**INSTRUCTIONS TO FOLLOW:** So that nothing is lost, restate each entry exactly as supplied.
★ ★ ★
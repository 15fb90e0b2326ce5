//! Store access layer
//!
//! - `FeedStore` is the seam every service talks to.
//! - `PgStore` implements it over PostgreSQL with sqlx.
//! - `MemoryStore` implements it in-process for the test suites; it is only
//!   compiled for tests or with the `test-support` feature.
//!
//! Creates that may collide with a uniqueness constraint return `Option`:
//! `None` means the edge already existed and nothing was written.
//!
//! Writes that owe the recipient a notification take it as an argument. The
//! edge and the notification commit together or not at all, and a duplicate
//! edge writes neither. A missing user or post surfaces as `NotFound`.

use std::collections::{HashMap, HashSet};

use async_trait::async_trait;
use uuid::Uuid;

use crate::error::Result;
use crate::models::{
    Comment, Follow, Like, NewComment, NewNotification, Notification, Post, PostChanges,
    SavedPost, User,
};

#[cfg(any(test, feature = "test-support"))]
pub mod memory;
pub mod postgres;

#[cfg(any(test, feature = "test-support"))]
pub use memory::MemoryStore;
pub use postgres::PgStore;

/// Row filter applied to the posts relation by the feed composer.
#[derive(Debug, Clone, PartialEq, Eq)]
pub enum PostFilter {
    /// Every post
    All,
    /// Posts whose author is in the set
    AuthorIn(Vec<Uuid>),
    /// Posts whose author is not in the set
    AuthorNotIn(Vec<Uuid>),
    /// Posts bookmarked by the user
    SavedBy(Uuid),
    /// Case-sensitive substring over caption, location, author username and full name
    Search(String),
}

#[async_trait]
pub trait FeedStore: Send + Sync {
    // Users & posts

    async fn find_user(&self, user_id: Uuid) -> Result<Option<User>>;

    /// Fetch several users at once; missing ids are skipped
    async fn find_users(&self, user_ids: &[Uuid]) -> Result<Vec<User>>;

    async fn find_post(&self, post_id: Uuid) -> Result<Option<Post>>;

    /// Posts matching `filter`, newest first, ties in stable order
    async fn query_posts(&self, filter: &PostFilter, limit: i64, offset: i64) -> Result<Vec<Post>>;

    async fn count_posts(&self, filter: &PostFilter) -> Result<i64>;

    /// Apply owner edits; `None` when the post no longer exists
    async fn update_post(&self, post_id: Uuid, changes: &PostChanges) -> Result<Option<Post>>;

    // Follows

    /// Ids the user follows (excluding the user)
    async fn following_ids(&self, user_id: Uuid) -> Result<Vec<Uuid>>;

    async fn create_follow(
        &self,
        follower_id: Uuid,
        following_id: Uuid,
        notification: Option<&NewNotification>,
    ) -> Result<Option<Follow>>;

    /// Returns true when an edge was removed
    async fn delete_follow(&self, follower_id: Uuid, following_id: Uuid) -> Result<bool>;

    async fn is_following(&self, follower_id: Uuid, following_id: Uuid) -> Result<bool>;

    /// Users following `user_id`, most recent edge first, with the total
    async fn list_followers(
        &self,
        user_id: Uuid,
        limit: i64,
        offset: i64,
    ) -> Result<(Vec<User>, i64)>;

    /// Users `user_id` follows, most recent edge first, with the total
    async fn list_following(
        &self,
        user_id: Uuid,
        limit: i64,
        offset: i64,
    ) -> Result<(Vec<User>, i64)>;

    /// Returns (followers, following)
    async fn count_follows(&self, user_id: Uuid) -> Result<(i64, i64)>;

    // Likes & saves

    async fn create_like(
        &self,
        user_id: Uuid,
        post_id: Uuid,
        notification: Option<&NewNotification>,
    ) -> Result<Option<Like>>;

    async fn delete_like(&self, user_id: Uuid, post_id: Uuid) -> Result<bool>;

    /// Subset of `post_ids` the user has liked
    async fn liked_post_ids(&self, user_id: Uuid, post_ids: &[Uuid]) -> Result<HashSet<Uuid>>;

    /// Like counts keyed by post id; posts without likes may be absent
    async fn count_likes_batch(&self, post_ids: &[Uuid]) -> Result<HashMap<Uuid, i64>>;

    async fn create_saved_post(&self, user_id: Uuid, post_id: Uuid)
        -> Result<Option<SavedPost>>;

    async fn delete_saved_post(&self, user_id: Uuid, post_id: Uuid) -> Result<bool>;

    /// Subset of `post_ids` the user has saved
    async fn saved_post_ids(&self, user_id: Uuid, post_ids: &[Uuid]) -> Result<HashSet<Uuid>>;

    // Comments

    async fn create_comment(
        &self,
        comment: &NewComment,
        notification: Option<&NewNotification>,
    ) -> Result<Comment>;

    async fn find_comment(&self, comment_id: Uuid) -> Result<Option<Comment>>;

    /// Top-level comments of a post, newest first
    async fn list_top_level_comments(
        &self,
        post_id: Uuid,
        limit: i64,
        offset: i64,
    ) -> Result<Vec<Comment>>;

    async fn count_top_level_comments(&self, post_id: Uuid) -> Result<i64>;

    /// Up to `per_parent` replies for each parent, oldest first
    async fn list_replies(&self, parent_ids: &[Uuid], per_parent: i64) -> Result<Vec<Comment>>;

    async fn count_replies_batch(&self, parent_ids: &[Uuid]) -> Result<HashMap<Uuid, i64>>;

    /// All comments (replies included) keyed by post id
    async fn count_comments_batch(&self, post_ids: &[Uuid]) -> Result<HashMap<Uuid, i64>>;

    // Notifications

    /// Newest first
    async fn list_notifications(
        &self,
        recipient_id: Uuid,
        limit: i64,
        offset: i64,
    ) -> Result<Vec<Notification>>;

    /// Returns (total, unread)
    async fn count_notifications(&self, recipient_id: Uuid) -> Result<(i64, i64)>;

    /// Marks every unread notification read; returns rows changed
    async fn mark_notifications_read(&self, recipient_id: Uuid) -> Result<u64>;

    /// Readiness check
    async fn ping(&self) -> Result<()>;
}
★ ★ ★
**EXERCISE RESULT:**
repository 15fb90e0b2326ce5
//! Store access layer
//!
//! - `FeedStore` is the seam every service talks to.
//! - `PgStore` implements it over PostgreSQL with sqlx.
//! - `MemoryStore` implements it in-process for the test suites; it is only
//!   compiled for tests or with the `test-support` feature.
//!
//! Creates that may collide with a uniqueness constraint return `Option`:
//! `None` means the edge already existed and nothing was written.
//!
//! Writes that owe the recipient a notification take it as an argument. The
//! edge and the notification commit together or not at all, and a duplicate
//! edge writes neither. A missing user or post surfaces as `NotFound`.

use std::collections::{HashMap, HashSet};

use async_trait::async_trait;
use uuid::Uuid;

use crate::error::Result;
use crate::models::{
    Comment, Follow, Like, NewComment, NewNotification, Notification, Post, PostChanges,
    SavedPost, User,
};

#[cfg(any(test, feature = "test-support"))]
pub mod memory;
pub mod postgres;

#[cfg(any(test, feature = "test-support"))]
pub use memory::MemoryStore;
pub use postgres::PgStore;

/// Row filter applied to the posts relation by the feed composer.
#[derive(Debug, Clone, PartialEq, Eq)]
pub enum PostFilter {
    /// Every post
    All,
    /// Posts whose author is in the set
    AuthorIn(Vec<Uuid>),
    /// Posts whose author is not in the set
    AuthorNotIn(Vec<Uuid>),
    /// Posts bookmarked by the user
    SavedBy(Uuid),
    /// Case-sensitive substring over caption, location, author username and full name
    Search(String),
}

#[async_trait]
pub trait FeedStore: Send + Sync {
    // Users & posts

    async fn find_user(&self, user_id: Uuid) -> Result<Option<User>>;

    /// Fetch several users at once; missing ids are skipped
    async fn find_users(&self, user_ids: &[Uuid]) -> Result<Vec<User>>;

    async fn find_post(&self, post_id: Uuid) -> Result<Option<Post>>;

    /// Posts matching `filter`, newest first, ties in stable order
    async fn query_posts(&self, filter: &PostFilter, limit: i64, offset: i64) -> Result<Vec<Post>>;

    async fn count_posts(&self, filter: &PostFilter) -> Result<i64>;

    /// Apply owner edits; `None` when the post no longer exists
    async fn update_post(&self, post_id: Uuid, changes: &PostChanges) -> Result<Option<Post>>;

    // Follows

    /// Ids the user follows (excluding the user)
    async fn following_ids(&self, user_id: Uuid) -> Result<Vec<Uuid>>;

    async fn create_follow(
        &self,
        follower_id: Uuid,
        following_id: Uuid,
        notification: Option<&NewNotification>,
    ) -> Result<Option<Follow>>;

    /// Returns true when an edge was removed
    async fn delete_follow(&self, follower_id: Uuid, following_id: Uuid) -> Result<bool>;

    async fn is_following(&self, follower_id: Uuid, following_id: Uuid) -> Result<bool>;

    /// Users following `user_id`, most recent edge first, with the total
    async fn list_followers(
        &self,
        user_id: Uuid,
        limit: i64,
        offset: i64,
    ) -> Result<(Vec<User>, i64)>;

    /// Users `user_id` follows, most recent edge first, with the total
    async fn list_following(
        &self,
        user_id: Uuid,
        limit: i64,
        offset: i64,
    ) -> Result<(Vec<User>, i64)>;

    /// Returns (followers, following)
    async fn count_follows(&self, user_id: Uuid) -> Result<(i64, i64)>;

    // Likes & saves

    async fn create_like(
        &self,
        user_id: Uuid,
        post_id: Uuid,
        notification: Option<&NewNotification>,
    ) -> Result<Option<Like>>;

    async fn delete_like(&self, user_id: Uuid, post_id: Uuid) -> Result<bool>;

    /// Subset of `post_ids` the user has liked
    async fn liked_post_ids(&self, user_id: Uuid, post_ids: &[Uuid]) -> Result<HashSet<Uuid>>;

    /// Like counts keyed by post id; posts without likes may be absent
    async fn count_likes_batch(&self, post_ids: &[Uuid]) -> Result<HashMap<Uuid, i64>>;

    async fn create_saved_post(&self, user_id: Uuid, post_id: Uuid)
        -> Result<Option<SavedPost>>;

    async fn delete_saved_post(&self, user_id: Uuid, post_id: Uuid) -> Result<bool>;

    /// Subset of `post_ids` the user has saved
    async fn saved_post_ids(&self, user_id: Uuid, post_ids: &[Uuid]) -> Result<HashSet<Uuid>>;

    // Comments

    async fn create_comment(
        &self,
        comment: &NewComment,
        notification: Option<&NewNotification>,
    ) -> Result<Comment>;

    async fn find_comment(&self, comment_id: Uuid) -> Result<Option<Comment>>;

    /// Top-level comments of a post, newest first
    async fn list_top_level_comments(
        &self,
        post_id: Uuid,
        limit: i64,
        offset: i64,
    ) -> Result<Vec<Comment>>;

    async fn count_top_level_comments(&self, post_id: Uuid) -> Result<i64>;

    /// Up to `per_parent` replies for each parent, oldest first
    async fn list_replies(&self, parent_ids: &[Uuid], per_parent: i64) -> Result<Vec<Comment>>;

    async fn count_replies_batch(&self, parent_ids: &[Uuid]) -> Result<HashMap<Uuid, i64>>;

    /// All comments (replies included) keyed by post id
    async fn count_comments_batch(&self, post_ids: &[Uuid]) -> Result<HashMap<Uuid, i64>>;

    // Notifications

    /// Newest first
    async fn list_notifications(
        &self,
        recipient_id: Uuid,
        limit: i64,
        offset: i64,
    ) -> Result<Vec<Notification>>;

    /// Returns (total, unread)
    async fn count_notifications(&self, recipient_id: Uuid) -> Result<(i64, i64)>;

    /// Marks every unread notification read; returns rows changed
    async fn mark_notifications_read(&self, recipient_id: Uuid) -> Result<u64>;

    /// Readiness check
    async fn ping(&self) -> Result<()>;
}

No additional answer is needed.